** TASK DETAILS **
Take from the listing each line that has the string "being".

** EXCERPTED DATA **
•••••
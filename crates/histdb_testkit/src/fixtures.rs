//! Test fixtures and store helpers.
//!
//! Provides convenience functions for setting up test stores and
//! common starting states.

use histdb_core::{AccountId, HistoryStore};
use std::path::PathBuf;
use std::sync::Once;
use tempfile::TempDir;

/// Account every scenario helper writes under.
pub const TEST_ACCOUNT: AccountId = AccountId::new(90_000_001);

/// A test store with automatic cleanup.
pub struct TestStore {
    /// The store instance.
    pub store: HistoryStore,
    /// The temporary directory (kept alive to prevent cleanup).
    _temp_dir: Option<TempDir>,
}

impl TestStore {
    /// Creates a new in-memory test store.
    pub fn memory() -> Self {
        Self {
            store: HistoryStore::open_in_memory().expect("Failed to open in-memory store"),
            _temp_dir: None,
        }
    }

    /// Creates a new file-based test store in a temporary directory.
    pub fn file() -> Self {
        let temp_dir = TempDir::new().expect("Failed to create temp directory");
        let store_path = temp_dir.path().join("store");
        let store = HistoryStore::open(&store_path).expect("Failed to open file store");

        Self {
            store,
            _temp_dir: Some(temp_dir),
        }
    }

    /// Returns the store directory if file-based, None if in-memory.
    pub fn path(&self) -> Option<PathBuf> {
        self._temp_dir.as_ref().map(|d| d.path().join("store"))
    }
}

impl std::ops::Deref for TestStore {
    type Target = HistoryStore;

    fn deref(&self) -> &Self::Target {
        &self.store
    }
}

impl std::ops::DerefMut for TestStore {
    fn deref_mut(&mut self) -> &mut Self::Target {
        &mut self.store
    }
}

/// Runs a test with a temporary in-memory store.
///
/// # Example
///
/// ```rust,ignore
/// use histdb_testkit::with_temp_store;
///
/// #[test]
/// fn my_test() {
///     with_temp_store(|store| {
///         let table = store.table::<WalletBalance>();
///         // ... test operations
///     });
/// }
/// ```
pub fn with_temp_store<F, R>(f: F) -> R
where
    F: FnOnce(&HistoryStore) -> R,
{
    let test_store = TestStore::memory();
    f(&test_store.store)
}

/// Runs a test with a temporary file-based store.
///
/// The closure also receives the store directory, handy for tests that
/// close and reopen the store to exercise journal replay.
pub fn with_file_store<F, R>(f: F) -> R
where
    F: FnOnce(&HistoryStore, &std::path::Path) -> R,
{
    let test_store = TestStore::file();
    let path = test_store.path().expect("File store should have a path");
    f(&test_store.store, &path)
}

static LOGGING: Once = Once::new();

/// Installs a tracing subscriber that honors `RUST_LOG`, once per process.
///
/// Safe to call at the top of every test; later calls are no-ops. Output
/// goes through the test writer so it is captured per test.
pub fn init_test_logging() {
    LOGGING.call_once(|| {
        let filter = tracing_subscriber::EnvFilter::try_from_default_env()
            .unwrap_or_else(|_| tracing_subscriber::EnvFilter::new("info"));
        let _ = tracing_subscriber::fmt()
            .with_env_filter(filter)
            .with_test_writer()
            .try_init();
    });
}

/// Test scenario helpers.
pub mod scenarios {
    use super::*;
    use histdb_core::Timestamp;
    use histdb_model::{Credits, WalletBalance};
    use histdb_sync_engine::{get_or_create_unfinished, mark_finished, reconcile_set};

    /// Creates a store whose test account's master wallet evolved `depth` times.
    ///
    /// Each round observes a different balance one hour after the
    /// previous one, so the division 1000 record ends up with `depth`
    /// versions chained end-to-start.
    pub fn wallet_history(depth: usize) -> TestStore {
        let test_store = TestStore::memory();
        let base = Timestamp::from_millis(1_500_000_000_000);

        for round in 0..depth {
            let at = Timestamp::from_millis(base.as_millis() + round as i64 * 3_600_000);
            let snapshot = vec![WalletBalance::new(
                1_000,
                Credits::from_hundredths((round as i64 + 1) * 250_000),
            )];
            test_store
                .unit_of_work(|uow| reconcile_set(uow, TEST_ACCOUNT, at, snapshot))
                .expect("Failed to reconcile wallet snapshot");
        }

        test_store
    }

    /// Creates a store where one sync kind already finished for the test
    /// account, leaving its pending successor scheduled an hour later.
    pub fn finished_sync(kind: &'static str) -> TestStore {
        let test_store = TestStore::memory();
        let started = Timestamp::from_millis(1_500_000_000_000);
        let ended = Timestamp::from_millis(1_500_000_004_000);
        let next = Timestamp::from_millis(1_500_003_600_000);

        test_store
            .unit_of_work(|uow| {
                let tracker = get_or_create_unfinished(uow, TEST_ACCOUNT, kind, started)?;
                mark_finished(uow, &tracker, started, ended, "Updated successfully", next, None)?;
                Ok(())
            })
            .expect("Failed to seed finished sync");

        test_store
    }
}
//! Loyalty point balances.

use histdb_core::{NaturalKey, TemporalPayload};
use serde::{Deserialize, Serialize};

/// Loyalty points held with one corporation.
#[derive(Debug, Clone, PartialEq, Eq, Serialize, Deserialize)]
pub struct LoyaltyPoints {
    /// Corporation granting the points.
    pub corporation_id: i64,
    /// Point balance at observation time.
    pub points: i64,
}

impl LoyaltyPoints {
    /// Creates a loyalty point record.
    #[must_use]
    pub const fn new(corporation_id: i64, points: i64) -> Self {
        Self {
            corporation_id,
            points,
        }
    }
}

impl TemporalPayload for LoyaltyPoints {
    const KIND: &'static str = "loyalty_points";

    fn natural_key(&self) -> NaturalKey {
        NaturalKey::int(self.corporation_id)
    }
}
•••••
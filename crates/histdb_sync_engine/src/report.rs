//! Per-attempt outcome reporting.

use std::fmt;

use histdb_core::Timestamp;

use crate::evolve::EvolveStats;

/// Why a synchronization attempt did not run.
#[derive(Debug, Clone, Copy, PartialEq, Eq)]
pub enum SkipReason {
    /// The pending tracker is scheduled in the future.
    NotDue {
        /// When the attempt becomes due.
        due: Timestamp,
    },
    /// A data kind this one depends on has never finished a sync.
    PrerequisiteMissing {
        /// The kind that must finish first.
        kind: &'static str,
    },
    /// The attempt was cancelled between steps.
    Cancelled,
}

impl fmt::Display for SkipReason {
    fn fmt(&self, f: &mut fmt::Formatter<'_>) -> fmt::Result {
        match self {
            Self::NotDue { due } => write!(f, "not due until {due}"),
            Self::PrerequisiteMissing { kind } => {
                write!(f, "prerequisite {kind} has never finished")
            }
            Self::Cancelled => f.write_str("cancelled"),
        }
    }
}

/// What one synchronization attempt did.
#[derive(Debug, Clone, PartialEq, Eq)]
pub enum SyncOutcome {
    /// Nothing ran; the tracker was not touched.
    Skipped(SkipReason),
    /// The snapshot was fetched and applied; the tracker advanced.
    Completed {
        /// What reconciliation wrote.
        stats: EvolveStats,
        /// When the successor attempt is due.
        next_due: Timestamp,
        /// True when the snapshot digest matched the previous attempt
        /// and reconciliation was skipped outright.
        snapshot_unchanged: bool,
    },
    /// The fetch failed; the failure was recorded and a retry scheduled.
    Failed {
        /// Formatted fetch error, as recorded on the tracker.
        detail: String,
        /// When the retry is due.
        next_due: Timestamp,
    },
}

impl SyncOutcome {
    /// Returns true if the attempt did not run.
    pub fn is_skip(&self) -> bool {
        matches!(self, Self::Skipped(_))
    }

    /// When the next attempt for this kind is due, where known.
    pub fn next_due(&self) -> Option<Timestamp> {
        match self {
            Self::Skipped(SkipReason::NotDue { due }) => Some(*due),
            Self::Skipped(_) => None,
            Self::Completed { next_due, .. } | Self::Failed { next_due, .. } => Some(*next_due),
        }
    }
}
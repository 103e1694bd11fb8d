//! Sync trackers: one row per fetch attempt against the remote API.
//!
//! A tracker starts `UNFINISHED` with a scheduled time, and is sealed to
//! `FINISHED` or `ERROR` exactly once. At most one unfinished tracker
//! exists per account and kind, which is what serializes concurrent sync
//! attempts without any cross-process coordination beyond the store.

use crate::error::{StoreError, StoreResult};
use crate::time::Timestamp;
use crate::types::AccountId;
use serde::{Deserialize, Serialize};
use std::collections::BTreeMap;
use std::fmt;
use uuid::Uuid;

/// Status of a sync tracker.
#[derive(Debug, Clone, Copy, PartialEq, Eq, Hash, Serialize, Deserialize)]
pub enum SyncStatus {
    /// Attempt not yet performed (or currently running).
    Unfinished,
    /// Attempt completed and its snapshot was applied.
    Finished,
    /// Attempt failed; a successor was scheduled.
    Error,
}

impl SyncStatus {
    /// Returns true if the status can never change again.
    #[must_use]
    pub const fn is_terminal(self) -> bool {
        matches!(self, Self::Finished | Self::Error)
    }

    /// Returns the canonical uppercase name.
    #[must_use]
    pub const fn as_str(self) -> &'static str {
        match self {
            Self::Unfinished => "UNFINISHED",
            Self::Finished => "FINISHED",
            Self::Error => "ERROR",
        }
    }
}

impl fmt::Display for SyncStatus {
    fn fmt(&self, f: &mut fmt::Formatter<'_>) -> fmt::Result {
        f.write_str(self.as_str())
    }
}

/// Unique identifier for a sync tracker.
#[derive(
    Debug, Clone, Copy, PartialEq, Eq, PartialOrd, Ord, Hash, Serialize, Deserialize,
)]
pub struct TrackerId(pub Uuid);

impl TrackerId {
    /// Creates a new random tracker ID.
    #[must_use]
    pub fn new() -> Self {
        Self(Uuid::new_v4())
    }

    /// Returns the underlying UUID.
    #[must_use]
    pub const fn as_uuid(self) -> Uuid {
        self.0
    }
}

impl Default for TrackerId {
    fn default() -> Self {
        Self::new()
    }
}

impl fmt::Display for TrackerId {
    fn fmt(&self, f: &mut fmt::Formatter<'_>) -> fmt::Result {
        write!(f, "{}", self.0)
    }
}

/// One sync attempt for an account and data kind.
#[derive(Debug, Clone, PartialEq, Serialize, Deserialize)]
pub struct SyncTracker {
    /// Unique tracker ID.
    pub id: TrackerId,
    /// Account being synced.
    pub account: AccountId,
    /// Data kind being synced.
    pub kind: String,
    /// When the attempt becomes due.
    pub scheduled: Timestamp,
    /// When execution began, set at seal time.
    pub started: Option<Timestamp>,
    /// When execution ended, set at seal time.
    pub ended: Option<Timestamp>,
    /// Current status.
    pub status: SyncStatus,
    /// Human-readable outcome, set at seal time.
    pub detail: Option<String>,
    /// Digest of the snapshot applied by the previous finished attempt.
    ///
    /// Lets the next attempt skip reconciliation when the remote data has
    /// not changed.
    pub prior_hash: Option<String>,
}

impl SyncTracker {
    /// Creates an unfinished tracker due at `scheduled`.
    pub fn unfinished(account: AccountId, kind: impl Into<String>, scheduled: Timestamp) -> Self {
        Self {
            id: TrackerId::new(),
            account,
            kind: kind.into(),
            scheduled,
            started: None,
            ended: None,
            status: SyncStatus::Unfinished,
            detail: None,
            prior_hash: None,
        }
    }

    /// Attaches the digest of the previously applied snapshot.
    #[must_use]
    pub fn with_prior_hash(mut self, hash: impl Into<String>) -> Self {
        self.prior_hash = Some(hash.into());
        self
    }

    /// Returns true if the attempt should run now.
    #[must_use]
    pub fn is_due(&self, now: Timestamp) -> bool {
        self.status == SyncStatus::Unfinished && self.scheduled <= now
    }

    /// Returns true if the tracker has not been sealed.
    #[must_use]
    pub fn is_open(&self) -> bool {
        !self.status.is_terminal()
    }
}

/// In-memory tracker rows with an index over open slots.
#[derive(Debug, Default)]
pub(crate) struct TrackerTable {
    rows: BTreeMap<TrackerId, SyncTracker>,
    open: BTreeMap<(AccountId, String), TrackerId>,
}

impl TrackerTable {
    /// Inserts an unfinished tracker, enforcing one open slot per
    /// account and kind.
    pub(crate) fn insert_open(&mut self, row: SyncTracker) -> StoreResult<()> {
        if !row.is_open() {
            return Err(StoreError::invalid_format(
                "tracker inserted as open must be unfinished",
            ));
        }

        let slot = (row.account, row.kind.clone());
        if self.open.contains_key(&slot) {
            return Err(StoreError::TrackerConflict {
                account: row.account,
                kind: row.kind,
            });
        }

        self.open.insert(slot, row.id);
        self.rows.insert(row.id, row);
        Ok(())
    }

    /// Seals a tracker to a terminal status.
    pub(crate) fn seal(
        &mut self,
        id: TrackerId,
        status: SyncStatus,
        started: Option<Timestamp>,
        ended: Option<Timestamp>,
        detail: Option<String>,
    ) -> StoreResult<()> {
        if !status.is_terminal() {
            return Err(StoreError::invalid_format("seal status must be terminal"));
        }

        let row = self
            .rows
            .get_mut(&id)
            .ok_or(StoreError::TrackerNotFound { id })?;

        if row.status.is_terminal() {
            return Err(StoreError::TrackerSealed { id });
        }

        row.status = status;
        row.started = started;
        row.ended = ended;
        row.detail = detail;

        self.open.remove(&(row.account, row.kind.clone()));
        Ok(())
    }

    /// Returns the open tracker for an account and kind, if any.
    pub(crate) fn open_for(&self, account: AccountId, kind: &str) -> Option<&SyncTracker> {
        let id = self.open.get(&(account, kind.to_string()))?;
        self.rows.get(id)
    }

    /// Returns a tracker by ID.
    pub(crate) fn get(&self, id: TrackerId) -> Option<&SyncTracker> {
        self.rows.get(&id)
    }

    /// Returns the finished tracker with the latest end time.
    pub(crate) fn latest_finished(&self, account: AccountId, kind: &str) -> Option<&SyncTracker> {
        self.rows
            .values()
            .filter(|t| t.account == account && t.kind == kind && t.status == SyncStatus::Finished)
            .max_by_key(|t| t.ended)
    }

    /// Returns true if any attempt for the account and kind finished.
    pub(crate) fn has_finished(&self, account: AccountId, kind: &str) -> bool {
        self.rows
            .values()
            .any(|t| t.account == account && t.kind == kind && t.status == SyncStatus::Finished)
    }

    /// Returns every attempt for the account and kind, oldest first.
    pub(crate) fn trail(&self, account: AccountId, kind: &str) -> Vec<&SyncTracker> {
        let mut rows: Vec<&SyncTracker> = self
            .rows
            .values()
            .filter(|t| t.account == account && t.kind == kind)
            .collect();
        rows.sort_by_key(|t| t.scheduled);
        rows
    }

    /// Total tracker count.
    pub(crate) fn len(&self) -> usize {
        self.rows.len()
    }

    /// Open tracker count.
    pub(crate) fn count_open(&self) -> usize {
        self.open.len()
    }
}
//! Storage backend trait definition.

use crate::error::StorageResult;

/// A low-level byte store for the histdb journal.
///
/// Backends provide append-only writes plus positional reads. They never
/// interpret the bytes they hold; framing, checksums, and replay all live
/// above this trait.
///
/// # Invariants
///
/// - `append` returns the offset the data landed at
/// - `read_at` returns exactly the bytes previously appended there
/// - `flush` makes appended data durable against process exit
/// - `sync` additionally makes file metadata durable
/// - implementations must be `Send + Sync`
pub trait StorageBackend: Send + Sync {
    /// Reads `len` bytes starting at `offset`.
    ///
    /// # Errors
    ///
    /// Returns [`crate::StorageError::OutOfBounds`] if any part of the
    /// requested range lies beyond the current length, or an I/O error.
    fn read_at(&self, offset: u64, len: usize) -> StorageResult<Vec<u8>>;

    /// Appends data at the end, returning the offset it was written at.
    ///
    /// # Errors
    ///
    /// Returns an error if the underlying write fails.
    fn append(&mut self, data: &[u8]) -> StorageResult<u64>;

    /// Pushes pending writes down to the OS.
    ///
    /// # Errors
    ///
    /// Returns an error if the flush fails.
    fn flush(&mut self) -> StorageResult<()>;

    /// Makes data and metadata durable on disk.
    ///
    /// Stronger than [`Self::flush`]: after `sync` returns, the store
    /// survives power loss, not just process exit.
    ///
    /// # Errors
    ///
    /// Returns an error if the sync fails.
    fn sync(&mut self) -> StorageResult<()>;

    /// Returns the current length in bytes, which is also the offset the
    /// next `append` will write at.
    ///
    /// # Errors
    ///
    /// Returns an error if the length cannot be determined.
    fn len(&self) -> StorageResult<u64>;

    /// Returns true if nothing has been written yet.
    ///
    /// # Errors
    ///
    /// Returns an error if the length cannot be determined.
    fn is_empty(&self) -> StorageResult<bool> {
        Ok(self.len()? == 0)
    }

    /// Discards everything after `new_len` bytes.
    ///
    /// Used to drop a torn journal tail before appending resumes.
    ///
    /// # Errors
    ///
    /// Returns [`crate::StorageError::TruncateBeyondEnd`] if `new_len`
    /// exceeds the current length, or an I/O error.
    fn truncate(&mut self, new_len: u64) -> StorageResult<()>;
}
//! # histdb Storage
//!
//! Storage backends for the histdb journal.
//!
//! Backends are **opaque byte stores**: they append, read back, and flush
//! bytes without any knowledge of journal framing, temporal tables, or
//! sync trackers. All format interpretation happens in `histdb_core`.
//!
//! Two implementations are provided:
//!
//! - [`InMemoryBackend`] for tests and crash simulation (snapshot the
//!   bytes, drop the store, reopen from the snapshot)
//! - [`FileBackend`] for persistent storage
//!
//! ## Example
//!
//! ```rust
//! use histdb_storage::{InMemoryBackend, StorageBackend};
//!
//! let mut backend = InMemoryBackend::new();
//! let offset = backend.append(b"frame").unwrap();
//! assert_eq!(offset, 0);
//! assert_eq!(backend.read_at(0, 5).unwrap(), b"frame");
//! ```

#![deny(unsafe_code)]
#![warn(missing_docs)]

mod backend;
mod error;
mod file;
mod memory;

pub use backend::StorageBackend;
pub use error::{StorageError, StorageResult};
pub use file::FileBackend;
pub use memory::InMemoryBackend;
•••••
** WRITTEN ANSWER **
    /// Account being synced.
    /// Data kind being synced.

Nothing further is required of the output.